Botched Okla. execution prompts review of protocols

Botched Oklahoma execution not humane, White House says

McALESTER, Okla. - Following the failed execution of an Oklahoma inmate Tuesday night, Oklahoma Governor Mary Fallin said Wednesday that she has commissioned an independent review of the Department of Corrections execution protocols and halted all other scheduled executions in the state until that review is complete.

Clayton Lockett writhed, clenched his teeth and appeared to struggle before prison officials halted the execution Tuesday night. The execution was the first in which the state was using a new drug combination. Lockett, 38, died of a heart attack approximately 40 minutes after the execution began.

The White House said Wednesday the failed execution fell short of the humane standards required when the death penalty is carried out.

Gov. Fallin said that following Lockett's attempted execution, an independent review of the state's execution protocols would be "effective and also appropriate."

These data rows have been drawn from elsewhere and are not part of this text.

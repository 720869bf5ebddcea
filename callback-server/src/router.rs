//! Forwarding of received notifications.
//!
//! The router does not know which subscription IDs are live. It hands every
//! well-formed NOTIFY to a channel and leaves correlation to the consumer, so
//! the HTTP layer can acknowledge a notification before anyone decodes it.

use std::sync::atomic::{AtomicU64, Ordering};
use tokio::sync::mpsc;

/// An undecoded UPnP event notification.
///
/// Carries the `SID` header, the optional `SEQ` header and the raw
/// property-set body, with no device-specific context.
#[derive(Debug, Clone, PartialEq)]
pub struct NotificationPayload {
    /// The subscription ID from the `SID` header
    pub subscription_id: String,
    /// Event sequence number from the `SEQ` header
    pub seq: Option<u32>,
    /// The raw XML event body
    pub event_xml: String,
}

/// Forwards notifications from HTTP callbacks to a channel.
///
/// # Example
///
/// ```
/// use tokio::sync::mpsc;
/// use callback_server::{EventRouter, NotificationPayload};
///
/// let (tx, mut rx) = mpsc::unbounded_channel::<NotificationPayload>();
/// let router = EventRouter::new(tx);
///
/// assert!(router.route(NotificationPayload {
///     subscription_id: "uuid:sub-1".to_string(),
///     seq: Some(0),
///     event_xml: "<e:propertyset/>".to_string(),
/// }));
/// assert_eq!(rx.try_recv().unwrap().subscription_id, "uuid:sub-1");
/// ```
#[derive(Debug)]
pub struct EventRouter {
    event_sender: mpsc::UnboundedSender<NotificationPayload>,
    routed: AtomicU64,
}

impl EventRouter {
    /// Create a router that forwards to `event_sender`.
    pub fn new(event_sender: mpsc::UnboundedSender<NotificationPayload>) -> Self {
        Self {
            event_sender,
            routed: AtomicU64::new(0),
        }
    }

    /// Forward a notification.
    ///
    /// Returns `false` if the receiving side has gone away.
    pub fn route(&self, payload: NotificationPayload) -> bool {
        match self.event_sender.send(payload) {
            Ok(()) => {
                self.routed.fetch_add(1, Ordering::Relaxed);
                true
            }
            Err(e) => {
                tracing::warn!(sid = %e.0.subscription_id, "notification receiver closed, dropping event");
                false
            }
        }
    }

    /// Number of notifications forwarded so far.
    pub fn routed_count(&self) -> u64 {
        self.routed.load(Ordering::Relaxed)
    }
}
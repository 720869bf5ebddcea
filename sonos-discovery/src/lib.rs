//! Sonos ZonePlayer discovery.
//!
//! This crate finds ZonePlayers on the local network with SSDP and turns each
//! device description into a normalized [`DeviceDescriptor`] tree.
//!
//! # Quick Start
//!
//! ```no_run
//! use sonos_discovery::discover;
//!
//! # async fn example() -> sonos_discovery::Result<()> {
//! for zone_player in discover().await? {
//!     println!("Found {} at {}", zone_player.display_name(), zone_player.host_url);
//! }
//! # Ok(())
//! # }
//! ```
//!
//! # Streaming Discovery
//!
//! For long-running processes, keep a [`Prober`] around, listen on its
//! discovery stream and call [`Prober::search`] whenever a new sweep is
//! wanted. Each `USN` is resolved and published at most once.
//!
//! ```no_run
//! use sonos_discovery::{DiscoveryConfig, Prober};
//!
//! # async fn example() -> sonos_discovery::Result<()> {
//! let prober = Prober::new(DiscoveryConfig::default())?;
//! let mut stream = prober.discovery_stream();
//!
//! tokio::spawn({
//!     let prober = prober.clone();
//!     async move { prober.search().await }
//! });
//!
//! while let Some(zone_player) = stream.recv().await {
//!     if let Some(renderer) = zone_player.device("mediaRenderer") {
//!         println!("{} has {} renderer services", zone_player.udn, renderer.services.len());
//!     }
//! }
//! # Ok(())
//! # }
//! ```

mod config;
mod description;
mod error;
mod prober;
pub mod scpd;
mod source;
pub mod ssdp;
pub mod xml;

pub use config::{DiscoveryConfig, SSDP_MULTICAST_ADDR, ZONE_PLAYER_SEARCH_TARGET};
pub use description::{
    format_type_name, host_url_from_location, normalize_device, DeviceDescriptor,
    ServiceDescriptor,
};
pub use error::{DiscoveryError, Result};
pub use prober::{DiscoveryStream, Prober};
pub use scpd::ServiceDescription;
pub use source::{DescriptionSource, HttpDescriptionSource};

use std::sync::Arc;

/// Discover ZonePlayers with the default configuration.
///
/// Runs one search and waits for every reply to be resolved.
pub async fn discover() -> Result<Vec<Arc<DeviceDescriptor>>> {
    discover_with_config(DiscoveryConfig::default()).await
}

/// Discover ZonePlayers with a custom configuration.
pub async fn discover_with_config(config: DiscoveryConfig) -> Result<Vec<Arc<DeviceDescriptor>>> {
    Prober::new(config)?.search_and_wait().await
}
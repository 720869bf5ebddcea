//! Error types for the SOAP client

use thiserror::Error;

/// Errors that can occur during SOAP communication
#[derive(Debug, Error)]
pub enum SoapError {
    /// Network or HTTP communication error
    #[error("Network/HTTP error: {0}")]
    Network(String),

    /// XML parsing error
    #[error("XML parsing error: {0}")]
    Parse(String),

    /// SOAP fault returned by the device, with the UPnP error detail
    #[error("SOAP fault {code}: {description}")]
    Fault { code: u16, description: String },
}
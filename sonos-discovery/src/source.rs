//! Retrieval of description documents.

use std::time::Duration;

use async_trait::async_trait;

use crate::error::{DiscoveryError, Result};

/// Fetches device and service description documents by URL.
///
/// The prober goes through this trait for every HTTP GET so tests and
/// embedders can serve documents from elsewhere.
#[async_trait]
pub trait DescriptionSource: Send + Sync {
    /// Return the body of the document at `url`.
    async fn fetch(&self, url: &str) -> Result<String>;
}

/// [`DescriptionSource`] backed by an async `reqwest` client.
#[derive(Debug, Clone)]
pub struct HttpDescriptionSource {
    client: reqwest::Client,
}

impl HttpDescriptionSource {
    /// Create a source whose requests give up after `timeout`.
    pub fn new(timeout: Duration) -> Result<Self> {
        let client = reqwest::Client::builder()
            .timeout(timeout)
            .build()
            .map_err(|e| DiscoveryError::Transport(format!("Failed to create HTTP client: {e}")))?;

        Ok(Self { client })
    }

    /// Wrap an existing client.
    pub fn with_client(client: reqwest::Client) -> Self {
        Self { client }
    }
}

#[async_trait]
impl DescriptionSource for HttpDescriptionSource {
    async fn fetch(&self, url: &str) -> Result<String> {
        tracing::debug!(%url, "fetching description");

        let response = self.client.get(url).send().await?;
        let status = response.status();
        if !status.is_success() {
            return Err(DiscoveryError::Transport(format!(
                "GET {url} returned HTTP {status}"
            )));
        }

        Ok(response.text().await?)
    }
}
//! Great-circle distances between users.

use crate::types::{GeoLocation, User};

/// Mean Earth radius in kilometers.
const EARTH_RADIUS_KM: f64 = 6371.0;

/// Great-circle distance between two points in kilometers, by the haversine
/// formula over a spherical Earth.
///
/// Symmetric in its arguments; inputs are decimal degrees.
#[must_use]
pub fn distance_km(from: &GeoLocation, to: &GeoLocation) -> f64 {
    let lat1 = from.lat.to_radians();
    let lat2 = to.lat.to_radians();
    let delta_lat = (to.lat - from.lat).to_radians();
    let delta_long = (to.long - from.long).to_radians();

    let a = (delta_lat / 2.0).sin().powi(2)
        + lat1.cos() * lat2.cos() * (delta_long / 2.0).sin().powi(2);
    let c = 2.0 * a.sqrt().atan2((1.0 - a).sqrt());

    EARTH_RADIUS_KM * c
}

/// The most distant pair of users, by index into the scanned slice.
#[derive(Debug, Clone, Copy, PartialEq)]
pub struct FarthestPair {
    /// Great-circle distance between the two users, in kilometers.
    pub distance_km: f64,
    /// Index of the first user of the pair.
    pub first: usize,
    /// Index of the second user of the pair. Always greater than `first`.
    pub second: usize,
}

/// Scan every unordered user pair for the greatest great-circle distance.
///
/// Pairs are visited in index order with `first < second`; the first pair
/// seen becomes the initial candidate and only a strictly greater distance
/// replaces it, so ties keep the earliest pair. Returns `None` for fewer
/// than two users. Quadratic in the user count, which stays in the tens for
/// this API.
#[must_use]
pub fn farthest_pair(users: &[User]) -> Option<FarthestPair> {
    let mut best: Option<FarthestPair> = None;
    for (first, a) in users.iter().enumerate() {
        for (second, b) in users.iter().enumerate().skip(first + 1) {
            let distance = distance_km(&a.address.geolocation, &b.address.geolocation);
            if best.is_none_or(|pair| distance > pair.distance_km) {
                best = Some(FarthestPair {
                    distance_km: distance,
                    first,
                    second,
                });
            }
        }
    }
    best
}

// ============================================================================
// Tests
// ============================================================================

#[cfg(test)]
mod tests {
    use super::*;
    use crate::types::{Address, Name, UserId};

    fn point(lat: f64, long: f64) -> GeoLocation {
        GeoLocation { lat, long }
    }

    fn user_at(id: u64, lat: f64, long: f64) -> User {
        User {
            id: UserId::new(id),
            name: Name {
                first_name: format!("user{id}"),
                last_name: "test".to_string(),
            },
            username: format!("user{id}"),
            email: format!("user{id}@example.com"),
            phone: String::new(),
            address: Address {
                number: 1,
                street: "test street".to_string(),
                city: "testville".to_string(),
                zipcode: "00000".to_string(),
                geolocation: point(lat, long),
            },
        }
    }

    #[test]
    fn test_distance_to_self_is_zero() {
        let kilcoole = point(-37.3159, 81.1496);
        assert!(distance_km(&kilcoole, &kilcoole).abs() < 1e-9);
    }

    #[test]
    fn test_distance_is_symmetric() {
        let a = point(-37.3159, 81.1496);
        let b = point(40.3467, -30.1310);

        let forward = distance_km(&a, &b);
        let backward = distance_km(&b, &a);
        assert!((forward - backward).abs() < 1e-9);
    }

    #[test]
    fn test_antipodal_points_span_half_circumference() {
        let here = point(0.0, 0.0);
        let there = point(0.0, 180.0);

        let expected = std::f64::consts::PI * EARTH_RADIUS_KM;
        assert!((distance_km(&here, &there) - expected).abs() < 1e-6);
    }

    #[test]
    fn test_known_city_pair_distance() {
        // London to Paris, roughly 344 km
        let london = point(51.5074, -0.1278);
        let paris = point(48.8566, 2.3522);

        let distance = distance_km(&london, &paris);
        assert!((distance - 343.5).abs() < 1.0, "got {distance}");
    }

    #[test]
    fn test_farthest_pair_picks_extremes() {
        let users = vec![
            user_at(1, 0.0, 0.0),
            user_at(2, 0.0, 10.0),
            user_at(3, 0.0, 179.0),
        ];

        let pair = farthest_pair(&users).expect("pair");
        assert_eq!((pair.first, pair.second), (0, 2));
    }

    #[test]
    fn test_colocated_users_still_form_a_pair() {
        // Both fixture users sit on the same coordinates, so every distance
        // is zero and the first pair scanned must win.
        let users = vec![user_at(1, -37.3159, 81.1496), user_at(2, -37.3159, 81.1496)];

        let pair = farthest_pair(&users).expect("pair");
        assert!(pair.distance_km.abs() < 1e-9);
        assert_eq!((pair.first, pair.second), (0, 1));
    }

    #[test]
    fn test_equal_distances_keep_earliest_pair() {
        // (0, 1) and (0, 2) are both half the circumference; (1, 2) is zero
        let users = vec![
            user_at(1, 0.0, 0.0),
            user_at(2, 0.0, 180.0),
            user_at(3, 0.0, 180.0),
        ];

        let pair = farthest_pair(&users).expect("pair");
        assert_eq!((pair.first, pair.second), (0, 1));
    }

    #[test]
    fn test_fewer_than_two_users_yields_none() {
        assert!(farthest_pair(&[]).is_none());
        assert!(farthest_pair(&[user_at(1, 0.0, 0.0)]).is_none());
    }
}
//! Highest-value cart selection.

use std::collections::HashMap;

use rust_decimal::Decimal;

use crate::types::{Cart, Product, ProductId};

/// Price a cart's line items against a product index.
///
/// Lines referencing a product missing from the index contribute zero.
fn cart_total(cart: &Cart, catalog: &HashMap<ProductId, &Product>) -> Decimal {
    cart.products
        .iter()
        .map(|line| {
            catalog.get(&line.product_id).map_or(Decimal::ZERO, |product| {
                product.price * Decimal::from(line.quantity)
            })
        })
        .sum()
}

/// Find the cart with the greatest total value (unit price times quantity,
/// summed over its line items).
///
/// Ties keep the first cart in input order; only a strictly greater total
/// replaces the current winner. Returns `None` when no cart totals above
/// zero, so callers never see a fabricated winner for an empty list.
#[must_use]
pub fn highest_value_cart<'a>(
    carts: &'a [Cart],
    products: &[Product],
) -> Option<(&'a Cart, Decimal)> {
    let catalog: HashMap<ProductId, &Product> =
        products.iter().map(|product| (product.id, product)).collect();

    let mut best: Option<(&Cart, Decimal)> = None;
    for cart in carts {
        let total = cart_total(cart, &catalog);
        if total > best.map_or(Decimal::ZERO, |(_, value)| value) {
            best = Some((cart, total));
        }
    }
    best
}

// ============================================================================
// Tests
// ============================================================================
//! Report assembly and rendering.
//!
//! [`StoreReport::build`] runs the aggregators over a fetched snapshot;
//! the [`Display`](fmt::Display) impl renders the console summary. Building
//! is pure, so one snapshot always renders the same report.

use std::fmt;

use rust_decimal::Decimal;
use tracing::warn;

use storelens_core::{
    Cart, CartId, CategoryValue, User, category_totals, farthest_pair, highest_value_cart,
};

use crate::fakestore::StoreSnapshot;

/// Aggregated report over one store snapshot.
#[derive(Debug, Clone, PartialEq)]
pub struct StoreReport {
    /// Price totals per category, sorted by label for stable display.
    pub category_totals: Vec<CategoryValue>,
    /// The most valuable cart, when any cart totals above zero.
    pub top_cart: Option<TopCart>,
    /// The geographically farthest user pair, when there are two users.
    pub farthest_users: Option<FarthestUsers>,
}

/// The winning cart and its owner.
#[derive(Debug, Clone, PartialEq)]
pub struct TopCart {
    /// ID of the winning cart.
    pub cart_id: CartId,
    /// Total value of the cart's line items.
    pub total: Decimal,
    /// The owner, when the cart's user id matches a fetched user.
    pub owner: Option<CartOwner>,
}

/// Display data for the owner of the winning cart.
#[derive(Debug, Clone, PartialEq, Eq)]
pub struct CartOwner {
    /// Full name.
    pub name: String,
    /// Login name.
    pub username: String,
}

/// Display data for the farthest-apart user pair.
#[derive(Debug, Clone, PartialEq)]
pub struct FarthestUsers {
    /// Great-circle distance between the two users, in kilometers.
    pub distance_km: f64,
    /// First endpoint of the pair.
    pub first: UserPlace,
    /// Second endpoint of the pair.
    pub second: UserPlace,
}

/// A user's name and city, as the distance line prints them.
#[derive(Debug, Clone, PartialEq, Eq)]
pub struct UserPlace {
    /// Full name.
    pub name: String,
    /// City from the user's address.
    pub city: String,
}

impl From<&User> for UserPlace {
    fn from(user: &User) -> Self {
        Self {
            name: user.name.to_string(),
            city: user.address.city.clone(),
        }
    }
}

impl StoreReport {
    /// Aggregate a snapshot into report figures.
    #[must_use]
    pub fn build(snapshot: &StoreSnapshot) -> Self {
        let mut category_totals = category_totals(&snapshot.products);
        category_totals.sort_by(|a, b| a.category.cmp(&b.category));

        let top_cart =
            highest_value_cart(&snapshot.carts, &snapshot.products).map(|(cart, total)| TopCart {
                cart_id: cart.id,
                total,
                owner: find_owner(cart, &snapshot.users),
            });

        let farthest_users = farthest_pair(&snapshot.users).and_then(|pair| {
            let first = snapshot.users.get(pair.first)?;
            let second = snapshot.users.get(pair.second)?;
            Some(FarthestUsers {
                distance_km: pair.distance_km,
                first: UserPlace::from(first),
                second: UserPlace::from(second),
            })
        });

        Self {
            category_totals,
            top_cart,
            farthest_users,
        }
    }
}

/// Resolve a cart's owner by id match, never by list position.
fn find_owner(cart: &Cart, users: &[User]) -> Option<CartOwner> {
    let owner = users.iter().find(|user| user.id == cart.user_id);
    if owner.is_none() {
        warn!(cart_id = %cart.id, user_id = %cart.user_id, "cart owner not in user list");
    }

    owner.map(|user| CartOwner {
        name: user.name.to_string(),
        username: user.username.clone(),
    })
}

impl fmt::Display for StoreReport {
    fn fmt(&self, f: &mut fmt::Formatter<'_>) -> fmt::Result {
        writeln!(f, "Category values:")?;
        if self.category_totals.is_empty() {
            writeln!(f, "  (no products)")?;
        }
        for entry in &self.category_totals {
            writeln!(f, "  {}: {:.2}", entry.category, entry.total)?;
        }

        match &self.top_cart {
            Some(cart) => {
                let (name, username) = cart
                    .owner
                    .as_ref()
                    .map_or(("unknown", "unknown"), |owner| {
                        (owner.name.as_str(), owner.username.as_str())
                    });
                writeln!(
                    f,
                    "Highest value cart id: {} (Value: {:.2}, Owner name: {} Owner username: {})",
                    cart.cart_id, cart.total, name, username
                )?;
            }
            None => writeln!(f, "Highest value cart: none (no cart totals above zero)")?,
        }

        match &self.farthest_users {
            Some(pair) => writeln!(
                f,
                "Biggest distance = {:.2} km between {} from {} and {} from {}",
                pair.distance_km, pair.first.name, pair.first.city, pair.second.name,
                pair.second.city
            ),
            None => writeln!(f, "Biggest distance: n/a (fewer than two users)"),
        }
    }
}

// ============================================================================
// Tests
// ============================================================================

The review will be lead by the Department of Public Safety and will focus on determining Lockett's cause of death, looking to see whether the Department of Corrections followed proper protocol for the execution, and whether any improvements can be made, Fallin said.

The autopsy on Lockett will include an examination of the injection sites on his arms and a toxicology report to determine what drugs were in his system, according to the state medical examiner's spokeswoman Amy Elliott. The autopsy will be performed in Tulsa, Oklahoma, and is expected to last for several hours, Elliott said. She added that it could take two to four months to complete the toxicology report.

It is routine for the medical examiner's office to conduct an autopsy on inmates after an execution, but Lockett's death is unusual because his execution was halted before he was declared dead.

Lockett, 38, was declared unconscious 10 minutes after the first of three drugs in Oklahoma's new lethal injection combination was administered Tuesday evening. Three minutes later, he began breathing heavily, writhing, clenching his teeth and straining to lift his head off the pillow.

Blinds in the window of the death chamber were eventually lowered to prevent those in the viewing gallery from watching what was happening, and the state's top prison official later called a halt to the proceedings. Lockett died of a heart attack shortly thereafter, the Department of Corrections said.

Officials blamed a ruptured vein for the problems with the execution, which are likely to fuel more debate about the ability of states to administer lethal injections that meet the U.S. Constitution's requirement they be neither cruel nor unusual punishment.

White House spokesman Jay Carney said President Barack Obama believes evidence shows the death penalty doesn't effectively deter crime. But he said Obama believes some crimes are so heinous that the death penalty is merited and that the crimes in Lockett's case are indisputably heinous. A four-time felon, Lockett was convicted of shooting 19-year-old Stephanie Neiman and watching as two accomplices buried her alive in 1999. Neiman and a friend had interrupted the men as they robbed a home.

But Carney said the U.S. has a fundamental standard that the death penalty must be carried out humanely, and that everyone would recognize that this case fell short.

Tuesday was the first time Oklahoma used the sedative midazolam as the first element in its execution drug combination. Other states have used it before; Florida administers 500 milligrams of midazolam as part of its three-drug combination. Oklahoma used 100 milligrams of that drug.

Gov. Fallin ordered a 14-day stay of execution for Charles Warner, an inmate who was scheduled to die two hours after Lockett. Fallin said that if the independent review is not complete by May 13 when Warner is scheduled to die, an additional stay will be issued.